Futures in New York slid 3%, the latest sizable move this week. Work to re-float the container ship that’s stuck in the canal — a key trade route for crude flows — was expected to begin early Thursday in Egypt. The best chance of freeing the vessel may not come until Sunday or Monday.
Crude’s renewed decline on Wednesday was assisted by weakness in broader markets and a stronger dollar. U.S. crude stockpiles, meanwhile, have continued to climb, though domestic fuel consumption has expanded.
Despite the recent sell-off, oil is still up more than 20% this year and there is confidence in the longer-term outlook for demand as coronavirus vaccinations accelerate worldwide while OPEC+ output cuts tighten supply. The alliance is scheduled to meet next week to decide production policy for May in a gathering that will be keenly watched by the market.
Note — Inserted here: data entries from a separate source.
//! Per-image graphics and the pass that fills them from RT data.

pub mod graphic;
pub mod model;
pub mod resolver;
pub mod view;

pub use graphic::{Graphic, GraphicListener, GraphicShape, LayerKind};
pub use model::OverlayModel;
pub use resolver::resolve;
pub use view::{ImageElement, SliceView};
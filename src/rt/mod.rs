//! Radiotherapy vocabulary: structures, isodoses, contours and the case
//! that groups them for one frame of reference.

pub mod case;
pub mod contour;
pub mod entities;
pub mod geometry;
pub mod related;

pub use case::{
    ContourData, DoseData, RoiData, RtCase, RtElement, RtElementId, RtPayload, StructureSetData,
};
pub use contour::{Contour, ContourKind};
pub use entities::{
    IsoDose, IsoDoseKey, IsoDoseLayer, LayerHandle, RoiInterpretedType, Structure, StructureKey,
    StructureLayer,
};
pub use geometry::SliceGeometry;
pub use related::related_elements;
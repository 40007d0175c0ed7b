use super::entities::StructureLayer;
use super::geometry::SliceGeometry;
use crate::overlay::{Graphic, GraphicShape};
use glam::DVec3;
use std::sync::Arc;

/// Contour Geometric Type (3006,0042).
#[derive(Debug, Clone, Copy, PartialEq, Eq)]
pub enum ContourKind {
    ClosedPlanar,
    OpenPlanar,
    OpenNonplanar,
    Point,
}

impl ContourKind {
    pub fn parse(value: &str) -> Option<Self> {
        match value.trim() {
            "CLOSED_PLANAR" => Some(Self::ClosedPlanar),
            "OPEN_PLANAR" => Some(Self::OpenPlanar),
            "OPEN_NONPLANAR" => Some(Self::OpenNonplanar),
            "POINT" => Some(Self::Point),
            _ => None,
        }
    }

    fn min_points(self) -> usize {
        match self {
            Self::ClosedPlanar => 3,
            Self::OpenPlanar | Self::OpenNonplanar => 2,
            Self::Point => 1,
        }
    }

    fn shape(self) -> GraphicShape {
        match self {
            Self::ClosedPlanar => GraphicShape::Polygon,
            Self::OpenPlanar | Self::OpenNonplanar => GraphicShape::Polyline,
            Self::Point => GraphicShape::Point,
        }
    }
}

/// Planar outline in patient coordinates.
#[derive(Debug, Clone, PartialEq)]
pub struct Contour {
    pub kind: ContourKind,
    pub points: Vec<DVec3>,
    /// Owning structure; isodose lines have none.
    pub layer: Option<Arc<StructureLayer>>,
}

impl Contour {
    pub fn new(kind: ContourKind, points: Vec<DVec3>) -> Self {
        Self {
            kind,
            points,
            layer: None,
        }
    }

    #[cfg(test)]
    pub fn point(point: DVec3) -> Self {
        Self::new(ContourKind::Point, vec![point])
    }

    pub fn with_layer(mut self, layer: Arc<StructureLayer>) -> Self {
        self.layer = Some(layer);
        self
    }

    /// Projects the contour onto `geometry`, or `None` if it is off the plane.
    pub fn graphic(&self, geometry: &SliceGeometry) -> Option<Graphic> {
        if self.points.len() < self.kind.min_points() {
            return None;
        }
        if !self.points.iter().all(|point| geometry.contains(*point)) {
            return None;
        }

        let points = self
            .points
            .iter()
            .map(|point| geometry.to_pixel(*point))
            .collect::<Vec<_>>();
        if points.iter().any(|point| !point.is_finite()) {
            return None;
        }

        Some(Graphic::new(self.kind.shape(), points))
    }

    /// Parses flat ContourData (x\y\z triplets).
    pub fn points_from_flat(data: &[f64]) -> Option<Vec<DVec3>> {
        if data.is_empty() || data.len() % 3 != 0 {
            return None;
        }
        Some(
            data.chunks_exact(3)
                .map(|xyz| DVec3::new(xyz[0], xyz[1], xyz[2]))
                .collect(),
        )
    }
}
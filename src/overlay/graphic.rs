use crate::rt::LayerHandle;
use glam::DVec2;
use iced::Color;

/// Tag that groups graphics by producer on one image.
#[derive(Debug, Clone, Copy, PartialEq, Eq, Hash)]
pub enum LayerKind {
    /// Radiotherapy structures and isodose lines.
    DicomRt,
    Annotation,
}

/// Handle of an observer notified when a graphic changes.
#[derive(Debug, Clone, Copy, PartialEq, Eq, Hash, Default)]
pub struct GraphicListener(pub u64);

#[derive(Debug, Clone, Copy, PartialEq, Eq)]
pub enum GraphicShape {
    Polygon,
    Polyline,
    Point,
}

/// A 2D drawable in pixel coordinates of the image it is attached to.
#[derive(Debug, Clone, PartialEq)]
pub struct Graphic {
    pub shape: GraphicShape,
    pub points: Vec<DVec2>,
    pub line_thickness: f32,
    pub paint: Color,
    pub layer_kind: LayerKind,
    pub layer: Option<LayerHandle>,
    pub filled: bool,
    listeners: Vec<GraphicListener>,
}

impl Graphic {
    pub fn new(shape: GraphicShape, points: Vec<DVec2>) -> Self {
        Self {
            shape,
            points,
            line_thickness: 1.0,
            paint: Color::WHITE,
            layer_kind: LayerKind::Annotation,
            layer: None,
            filled: false,
            listeners: Vec::new(),
        }
    }

    pub fn add_listener(&mut self, listener: GraphicListener) {
        if !self.listeners.contains(&listener) {
            self.listeners.push(listener);
        }
    }

    #[cfg(test)]
    pub fn listeners(&self) -> &[GraphicListener] {
        &self.listeners
    }
}
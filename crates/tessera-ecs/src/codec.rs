//! Entity persistence format: documents, the component catalog, and codecs.
//!
//! An entity is persisted as an [`EntityDocument`]: the entity's type name,
//! the closed list of component type names it declares (for formats that need
//! a schema up front), and one [`EncodedComponent`] block per persistent
//! component. The byte-level encoding is delegated to an [`EntityCodec`];
//! [`JsonCodec`] is the built-in one.
//!
//! Decoding blocks back into typed components needs to know every concrete
//! component type in advance. That table is the [`ComponentCatalog`], filled
//! at start-up with [`ComponentCatalog::register`].

use std::collections::HashMap;
use std::io;

use serde::de::DeserializeOwned;
use serde::{Deserialize, Serialize};

use crate::component::{erase, Component, ComponentType, ErasedComponent};
use crate::EcsError;

// ---------------------------------------------------------------------------
// Documents
// ---------------------------------------------------------------------------

/// One persisted component: its stable type name and encoded fields.
#[derive(Debug, Clone, PartialEq, Serialize, Deserialize)]
pub struct EncodedComponent {
    /// The component's [`Component::NAME`].
    #[serde(rename = "type")]
    pub type_name: String,
    /// Encoded field data.
    pub data: serde_json::Value,
}

/// The persisted form of one entity.
#[derive(Debug, Clone, PartialEq, Serialize, Deserialize)]
pub struct EntityDocument {
    /// Name of the entity type that produced this document.
    pub entity: String,
    /// Names of every component type present in `components`.
    #[serde(default)]
    pub extra_types: Vec<String>,
    /// Persistent component blocks.
    #[serde(default)]
    pub components: Vec<EncodedComponent>,
}

// ---------------------------------------------------------------------------
// ComponentCatalog
// ---------------------------------------------------------------------------

type DecodeFn = fn(serde_json::Value) -> Result<ErasedComponent, serde_json::Error>;

fn decode_as<T>(value: serde_json::Value) -> Result<ErasedComponent, serde_json::Error>
where
    T: Component + DeserializeOwned,
{
    let typed: T = serde_json::from_value(value)?;
    Ok(erase(typed))
}

#[derive(Clone, Copy)]
struct CatalogEntry {
    ty: ComponentType,
    decode: DecodeFn,
}

/// Closed table of component types that can be decoded from documents.
#[derive(Clone, Default)]
pub struct ComponentCatalog {
    by_name: HashMap<&'static str, CatalogEntry>,
}

impl ComponentCatalog {
    /// Create an empty catalog.
    pub fn new() -> Self {
        Self::default()
    }

    /// Register `T` under its [`Component::NAME`].
    ///
    /// Registering the same type twice is a no-op.
    ///
    /// # Panics
    ///
    /// Panics if the name is already registered for a different type.
    pub fn register<T>(&mut self) -> &mut Self
    where
        T: Component + DeserializeOwned,
    {
        let ty = ComponentType::of::<T>();
        if let Some(existing) = self.by_name.get(T::NAME) {
            assert!(
                existing.ty == ty,
                "component name '{}' is already registered for a different type",
                T::NAME
            );
            return self;
        }
        self.by_name.insert(
            T::NAME,
            CatalogEntry {
                ty,
                decode: decode_as::<T>,
            },
        );
        self
    }

    /// Look up a registered type by name.
    pub fn lookup(&self, name: &str) -> Option<ComponentType> {
        self.by_name.get(name).map(|entry| entry.ty)
    }

    /// Every registered type.
    pub fn types(&self) -> Vec<ComponentType> {
        self.by_name.values().map(|entry| entry.ty).collect()
    }

    /// Registered names, sorted.
    pub fn registered_names(&self) -> Vec<&'static str> {
        let mut names: Vec<&'static str> = self.by_name.keys().copied().collect();
        names.sort_unstable();
        names
    }

    /// Decode one block into a type-erased component.
    ///
    /// # Errors
    ///
    /// [`EcsError::UnknownComponent`] if the block's type is not registered,
    /// [`EcsError::ComponentDecode`] if its data does not match the type.
    pub fn decode(&self, block: &EncodedComponent) -> Result<ErasedComponent, EcsError> {
        let entry = self
            .by_name
            .get(block.type_name.as_str())
            .ok_or_else(|| EcsError::UnknownComponent {
                name: block.type_name.clone(),
                registered: self.registered_names().join(", "),
            })?;
        (entry.decode)(block.data.clone()).map_err(|e| EcsError::ComponentDecode {
            component: block.type_name.clone(),
            details: e.to_string(),
        })
    }
}

impl std::fmt::Debug for ComponentCatalog {
    fn fmt(&self, f: &mut std::fmt::Formatter<'_>) -> std::fmt::Result {
        f.debug_struct("ComponentCatalog")
            .field("registered", &self.registered_names())
            .finish()
    }
}

// ---------------------------------------------------------------------------
// EntityCodec
// ---------------------------------------------------------------------------

/// Byte-level encoding of [`EntityDocument`]s.
pub trait EntityCodec: Send + Sync {
    /// File extension used for documents in this encoding, without the dot.
    fn extension(&self) -> &'static str;

    /// Write one document to `sink`.
    fn write(&self, sink: &mut dyn io::Write, document: &EntityDocument) -> Result<(), EcsError>;

    /// Read one document from `source`.
    fn read(&self, source: &mut dyn io::Read) -> Result<EntityDocument, EcsError>;
}

/// JSON encoding of entity documents.
#[derive(Debug, Clone, Copy, Default)]
pub struct JsonCodec {
    /// Emit indented output.
    pub pretty: bool,
}

impl JsonCodec {
    /// Indented JSON, convenient for hand-edited entity files.
    pub fn pretty() -> Self {
        Self { pretty: true }
    }
}

impl EntityCodec for JsonCodec {
    fn extension(&self) -> &'static str {
        "json"
    }

    fn write(&self, sink: &mut dyn io::Write, document: &EntityDocument) -> Result<(), EcsError> {
        let result = if self.pretty {
            serde_json::to_writer_pretty(&mut *sink, document)
        } else {
            serde_json::to_writer(&mut *sink, document)
        };
        result.map_err(|e| EcsError::Codec {
            details: e.to_string(),
        })?;
        sink.flush()?;
        Ok(())
    }

    fn read(&self, source: &mut dyn io::Read) -> Result<EntityDocument, EcsError> {
        serde_json::from_reader(source).map_err(|e| EcsError::Codec {
            details: e.to_string(),
        })
    }
}

// ---------------------------------------------------------------------------
// EntityFormat
// ---------------------------------------------------------------------------

/// A codec paired with the catalog needed to decode its blocks.
pub struct EntityFormat {
    catalog: ComponentCatalog,
    codec: Box<dyn EntityCodec>,
}

impl EntityFormat {
    /// Pair `catalog` with an arbitrary codec.
    pub fn new(catalog: ComponentCatalog, codec: impl EntityCodec + 'static) -> Self {
        Self {
            catalog,
            codec: Box::new(codec),
        }
    }

    /// Pair `catalog` with pretty-printed JSON.
    pub fn json(catalog: ComponentCatalog) -> Self {
        Self::new(catalog, JsonCodec::pretty())
    }

    /// The component catalog.
    pub fn catalog(&self) -> &ComponentCatalog {
        &self.catalog
    }

    /// The byte-level codec.
    pub fn codec(&self) -> &dyn EntityCodec {
        self.codec.as_ref()
    }
}

impl std::fmt::Debug for EntityFormat {
    fn fmt(&self, f: &mut std::fmt::Formatter<'_>) -> std::fmt::Result {
        f.debug_struct("EntityFormat")
            .field("catalog", &self.catalog)
            .field("extension", &self.codec.extension())
            .finish()
    }
}

// ---------------------------------------------------------------------------
// Tests
// ---------------------------------------------------------------------------
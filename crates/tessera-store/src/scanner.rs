//! Discovery of the entity types the database indexes.
//!
//! The database never enumerates types by itself. A [`TypeScanner`] hands it
//! the candidate list; [`EntityTypeTable`] is the start-up registration table
//! applications fill in by hand.

use tessera_ecs::kind::{EntityKind, TypeKey};

/// Source of candidate entity types.
///
/// Scanners may return abstract, transient or even non-entity keys; the
/// database filters them. Failures are opaque to the database and are
/// reported as an initialization error.
pub trait TypeScanner: Send + Sync {
    /// Every type the database should consider.
    fn find_all_implementations(&self) -> anyhow::Result<Vec<TypeKey>>;
}

/// Hand-maintained list of entity kinds.
///
/// ```
/// use tessera_ecs::prelude::*;
/// use tessera_store::{EntityTypeTable, TypeScanner};
///
/// struct Chest;
/// impl EntityKind for Chest {
///     const NAME: &'static str = "Chest";
///     const PERSISTENT: bool = true;
/// }
///
/// let table = EntityTypeTable::new().with::<Chest>();
/// assert_eq!(table.find_all_implementations().unwrap(), vec![TypeKey::of::<Chest>()]);
/// ```
#[derive(Debug, Clone, Default)]
pub struct EntityTypeTable {
    kinds: Vec<TypeKey>,
}

impl EntityTypeTable {
    /// An empty table.
    pub fn new() -> Self {
        Self::default()
    }

    /// Register `E`. Registering the same kind twice keeps one entry.
    pub fn register<E: EntityKind>(&mut self) -> &mut Self {
        self.register_key(TypeKey::of::<E>())
    }

    /// Builder-style [`EntityTypeTable::register`].
    pub fn with<E: EntityKind>(mut self) -> Self {
        self.register::<E>();
        self
    }

    /// Register a key obtained at runtime.
    pub fn register_key(&mut self, key: TypeKey) -> &mut Self {
        if !self.kinds.contains(&key) {
            self.kinds.push(key);
        }
        self
    }

    /// Registered keys in registration order.
    pub fn kinds(&self) -> &[TypeKey] {
        &self.kinds
    }

    /// Number of registered keys.
    pub fn len(&self) -> usize {
        self.kinds.len()
    }

    /// Whether nothing is registered.
    pub fn is_empty(&self) -> bool {
        self.kinds.is_empty()
    }
}

impl TypeScanner for EntityTypeTable {
    fn find_all_implementations(&self) -> anyhow::Result<Vec<TypeKey>> {
        Ok(self.kinds.clone())
    }
}

impl<F> TypeScanner for F
where
    F: Fn() -> anyhow::Result<Vec<TypeKey>> + Send + Sync,
{
    fn find_all_implementations(&self) -> anyhow::Result<Vec<TypeKey>> {
        self()
    }
}
//! Component registry and entity codec benchmarks.
//!
//! Measures the hot paths presenters hit every frame (typed lookup, lazy
//! insert under contention) and the cost of persisting an entity.
//!
//! Run with: `cargo bench --bench component_benchmarks`

use std::sync::Arc;

use criterion::{black_box, criterion_group, criterion_main, BenchmarkId, Criterion};

use tessera_ecs::prelude::*;

// ---------------------------------------------------------------------------
// Benchmark component types
// ---------------------------------------------------------------------------

#[derive(Debug, Default, Clone, PartialEq, serde::Serialize, serde::Deserialize)]
struct Position {
    x: f64,
    y: f64,
}
tessera_ecs::persistent_component!(Position, "position");

#[derive(Debug, Default, Clone, PartialEq, serde::Serialize, serde::Deserialize)]
struct Health(u32);
tessera_ecs::persistent_component!(Health, "health");

#[derive(Debug, Default)]
struct Velocity {
    dx: f64,
    dy: f64,
}
tessera_ecs::component!(Velocity, "velocity");

struct Crate;
impl EntityKind for Crate {
    const NAME: &'static str = "Crate";
    const PERSISTENT: bool = true;

    fn assemble(entity: &Entity) {
        entity.insert(Position { x: 4.0, y: 2.0 });
        entity.insert(Health(100));
        entity.add::<Velocity>();
    }
}

// ---------------------------------------------------------------------------
// Benchmarks
// ---------------------------------------------------------------------------

fn bench_lookup(c: &mut Criterion) {
    let entity = Entity::build::<Crate>();

    c.bench_function("components/get_hit", |b| {
        b.iter(|| black_box(entity.get::<Position>()))
    });

    c.bench_function("components/has_miss", |b| {
        entity.remove::<Velocity>();
        b.iter(|| black_box(entity.has::<Velocity>()))
    });

    c.bench_function("components/get_and_mutate", |b| {
        let velocity = entity.get_or_add::<Velocity>();
        b.iter(|| {
            let mut v = velocity.write();
            v.dx += 1.0;
            v.dy -= 1.0;
        })
    });
}

fn bench_contended_get_or_add(c: &mut Criterion) {
    let mut group = c.benchmark_group("components/get_or_add_contended");
    for threads in [1usize, 4, 8] {
        group.bench_with_input(BenchmarkId::from_parameter(threads), &threads, |b, &threads| {
            b.iter(|| {
                let entity = Arc::new(Entity::new(TypeKey::of::<Crate>()));
                let handles: Vec<_> = (0..threads)
                    .map(|_| {
                        let entity = Arc::clone(&entity);
                        std::thread::spawn(move || {
                            for _ in 0..64 {
                                black_box(entity.get_or_add::<Health>());
                            }
                        })
                    })
                    .collect();
                for handle in handles {
                    let _ = handle.join();
                }
            })
        });
    }
    group.finish();
}

fn bench_codec(c: &mut Criterion) {
    let mut catalog = ComponentCatalog::new();
    catalog
        .register::<Position>()
        .register::<Health>()
        .register::<ViewBinding>();
    let format = EntityFormat::json(catalog);

    let entity = Entity::build::<Crate>().with(ViewBinding::with_prefab(Prefab::new("crate")));
    let mut encoded = Vec::new();
    entity
        .write(&mut encoded, &format)
        .expect("benchmark entity encodes");

    c.bench_function("codec/write", |b| {
        b.iter(|| {
            let mut sink = Vec::with_capacity(encoded.len());
            entity.write(&mut sink, &format).unwrap();
            black_box(sink)
        })
    });

    c.bench_function("codec/read", |b| {
        b.iter(|| {
            let target = Entity::new(TypeKey::of::<Crate>());
            black_box(target.read(&mut encoded.as_slice(), &format).unwrap())
        })
    });
}

criterion_group!(
    benches,
    bench_lookup,
    bench_contended_get_or_add,
    bench_codec
);
criterion_main!(benches);
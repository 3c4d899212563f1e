//! Tessera Store -- the entity database.
//!
//! This crate resolves persistent entity types to the files their components
//! are stored in, and loads or saves entities through an
//! [`EntityFormat`](tessera_ecs::codec::EntityFormat).
//!
//! # Modules
//!
//! - [`database`]: the lazily initialized type→path index, with load and
//!   save.
//! - [`scanner`]: where the database gets its candidate types from.
//!
//! A process normally holds one database. [`install`] registers it and
//! [`global`] returns it; passing an `Arc<EntityDatabase>` around works just
//! as well.

#![deny(unsafe_code)]

use std::path::PathBuf;
use std::sync::OnceLock;

use tessera_ecs::EcsError;

pub mod database;
pub mod scanner;

pub use database::{DatabaseConfig, EntityDatabase};
pub use scanner::{EntityTypeTable, TypeScanner};

// ---------------------------------------------------------------------------
// Error types
// ---------------------------------------------------------------------------

/// Errors produced by the entity database.
#[derive(Debug, thiserror::Error)]
pub enum DatabaseError {
    /// The requested type is not an entity kind.
    #[error("type '{type_name}' is not an entity type")]
    TypeAccess { type_name: &'static str },

    /// The entity type is not indexed.
    #[error("path not found for entity type '{type_name}'")]
    NotFound { type_name: &'static str },

    /// A scan pass failed; nothing from it was indexed.
    #[error("database initialization failed: {message}")]
    Initialization {
        message: String,
        #[source]
        source: Box<dyn std::error::Error + Send + Sync + 'static>,
    },

    /// A stored entity file could not be decoded or encoded.
    #[error("entity file for '{type_name}' at {} is malformed: {source}", path.display())]
    Codec {
        type_name: &'static str,
        path: PathBuf,
        #[source]
        source: EcsError,
    },

    #[error("i/o error on {}: {source}", path.display())]
    Io {
        path: PathBuf,
        #[source]
        source: std::io::Error,
    },
}

// ---------------------------------------------------------------------------
// Process-wide instance
// ---------------------------------------------------------------------------

static GLOBAL: OnceLock<EntityDatabase> = OnceLock::new();

/// Register the process-wide database.
///
/// Only the first call succeeds; later calls hand their database back.
pub fn install(database: EntityDatabase) -> Result<&'static EntityDatabase, EntityDatabase> {
    GLOBAL.set(database)?;
    Ok(global().unwrap_or_else(|| unreachable!("database was just installed")))
}

/// The process-wide database, if one has been installed.
pub fn global() -> Option<&'static EntityDatabase> {
    GLOBAL.get()
}

/// Convenience re-exports for common usage.
pub mod prelude {
    pub use crate::database::{DatabaseConfig, EntityDatabase};
    pub use crate::scanner::{EntityTypeTable, TypeScanner};
    pub use crate::DatabaseError;
}
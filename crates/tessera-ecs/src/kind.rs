//! Entity kinds and the runtime type keys used at dynamic boundaries.
//!
//! Entities are identified by their type, not by an instance id. An entity
//! type is a marker type implementing [`EntityKind`]; its [`TypeKey`] is the
//! runtime descriptor the presenter and the entity database work with.
//!
//! A [`TypeKey`] can also describe a type that is *not* an entity kind
//! ([`TypeKey::foreign`]). Such keys are rejected wherever an entity type is
//! required.

use std::any::TypeId;
use std::fmt;
use std::hash::{Hash, Hasher};

use crate::entity::Entity;

// ---------------------------------------------------------------------------
// EntityKind
// ---------------------------------------------------------------------------

/// A type of entity.
///
/// ```
/// use tessera_ecs::prelude::*;
///
/// struct Creature;
/// impl EntityKind for Creature {
///     const NAME: &'static str = "Creature";
///     const ABSTRACT: bool = true;
/// }
///
/// struct Goblin;
/// impl EntityKind for Goblin {
///     const NAME: &'static str = "Goblin";
///     fn base() -> Option<TypeKey> {
///         Some(TypeKey::of::<Creature>())
///     }
/// }
///
/// assert!(TypeKey::of::<Goblin>().is_assignable_to(&TypeKey::of::<Creature>()));
/// assert!(TypeKey::of::<Creature>().instantiate().is_none());
/// ```
pub trait EntityKind: Send + Sync + 'static {
    /// Stable type name. Also names the entity's storage file.
    const NAME: &'static str;

    /// Abstract kinds exist only as allow-list bases and are never spawned.
    const ABSTRACT: bool = false;

    /// Whether instances of this kind can be stored in the entity database.
    const PERSISTENT: bool = false;

    /// Attach the components every fresh instance starts with.
    fn assemble(_entity: &Entity) {}

    /// The kind this one specializes, if any.
    fn base() -> Option<TypeKey> {
        None
    }
}

// ---------------------------------------------------------------------------
// TypeKey
// ---------------------------------------------------------------------------

#[derive(Clone, Copy)]
enum Shape {
    Entity {
        is_abstract: bool,
        persistent: bool,
        assemble: fn(&Entity),
        base: fn() -> Option<TypeKey>,
    },
    Foreign,
}

/// Runtime descriptor of a (possibly non-entity) type.
///
/// Equality and hashing only look at the Rust [`TypeId`].
#[derive(Clone, Copy)]
pub struct TypeKey {
    id: TypeId,
    name: &'static str,
    shape: Shape,
}

/// Longest base chain followed before giving up; guards against cycles.
const MAX_LINEAGE: usize = 64;

impl TypeKey {
    /// Key for the entity kind `E`.
    pub fn of<E: EntityKind>() -> Self {
        Self {
            id: TypeId::of::<E>(),
            name: E::NAME,
            shape: Shape::Entity {
                is_abstract: E::ABSTRACT,
                persistent: E::PERSISTENT,
                assemble: E::assemble,
                base: E::base,
            },
        }
    }

    /// Key for an arbitrary type that is not an entity kind.
    ///
    /// Plain paths are shortened to their last segment; generic types keep
    /// their full name.
    pub fn foreign<T: ?Sized + 'static>() -> Self {
        let full = std::any::type_name::<T>();
        let name = if full.contains('<') {
            full
        } else {
            full.rsplit_once("::").map_or(full, |(_, short)| short)
        };
        Self {
            id: TypeId::of::<T>(),
            name,
            shape: Shape::Foreign,
        }
    }

    /// The Rust `TypeId` this key describes.
    pub fn type_id(&self) -> TypeId {
        self.id
    }

    /// The type's name.
    pub fn name(&self) -> &'static str {
        self.name
    }

    /// Whether the key describes an [`EntityKind`].
    pub fn is_entity(&self) -> bool {
        matches!(self.shape, Shape::Entity { .. })
    }

    /// Whether the key describes an abstract entity kind.
    pub fn is_abstract(&self) -> bool {
        matches!(
            self.shape,
            Shape::Entity {
                is_abstract: true,
                ..
            }
        )
    }

    /// Whether the key describes a persistent entity kind.
    pub fn is_persistent(&self) -> bool {
        matches!(
            self.shape,
            Shape::Entity {
                persistent: true,
                ..
            }
        )
    }

    /// The kind this one specializes.
    pub fn base(&self) -> Option<TypeKey> {
        match self.shape {
            Shape::Entity { base, .. } => base(),
            Shape::Foreign => None,
        }
    }

    /// Whether `self` is `ancestor` or specializes it, directly or not.
    pub fn is_assignable_to(&self, ancestor: &TypeKey) -> bool {
        let mut current = Some(*self);
        for _ in 0..MAX_LINEAGE {
            match current {
                Some(key) if key == *ancestor => return true,
                Some(key) => current = key.base(),
                None => return false,
            }
        }
        false
    }

    /// Build a fresh instance with the kind's starting components.
    ///
    /// Returns `None` for abstract kinds and foreign types.
    pub fn instantiate(&self) -> Option<Entity> {
        match self.shape {
            Shape::Entity {
                is_abstract: false,
                assemble,
                ..
            } => {
                let entity = Entity::new(*self);
                assemble(&entity);
                Some(entity)
            }
            _ => None,
        }
    }
}

impl PartialEq for TypeKey {
    fn eq(&self, other: &Self) -> bool {
        self.id == other.id
    }
}

impl Eq for TypeKey {}

impl Hash for TypeKey {
    fn hash<H: Hasher>(&self, state: &mut H) {
        self.id.hash(state);
    }
}

impl fmt::Debug for TypeKey {
    fn fmt(&self, f: &mut fmt::Formatter<'_>) -> fmt::Result {
        write!(f, "TypeKey({})", self.name)
    }
}

impl fmt::Display for TypeKey {
    fn fmt(&self, f: &mut fmt::Formatter<'_>) -> fmt::Result {
        f.write_str(self.name)
    }
}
“It all got a bit too excited earlier with talk about supercycles and massive stockdraws in the first quarter,” said Paul Horsnell, head of commodities research at Standard Chartered. That was “never on the cards, the big stock draws come later.”
The prompt timespread for Brent flipped back into a bullish backwardation on Wednesday after ending in a bearish contango in the previous session for the first time since January. It was 16 cents in backwardation on Thursday, compared with 67 cents at the start of the month.
Tugs and diggers have so far failed to dislodge the container ship in the Suez Canal, which has led to a gridlock of vessels waiting to pass. The spring tide on Sunday or Monday will add extra depth and allow for more maneuvering, said Nick Sloane, the salvage master responsible for refloating the Costa Concordia.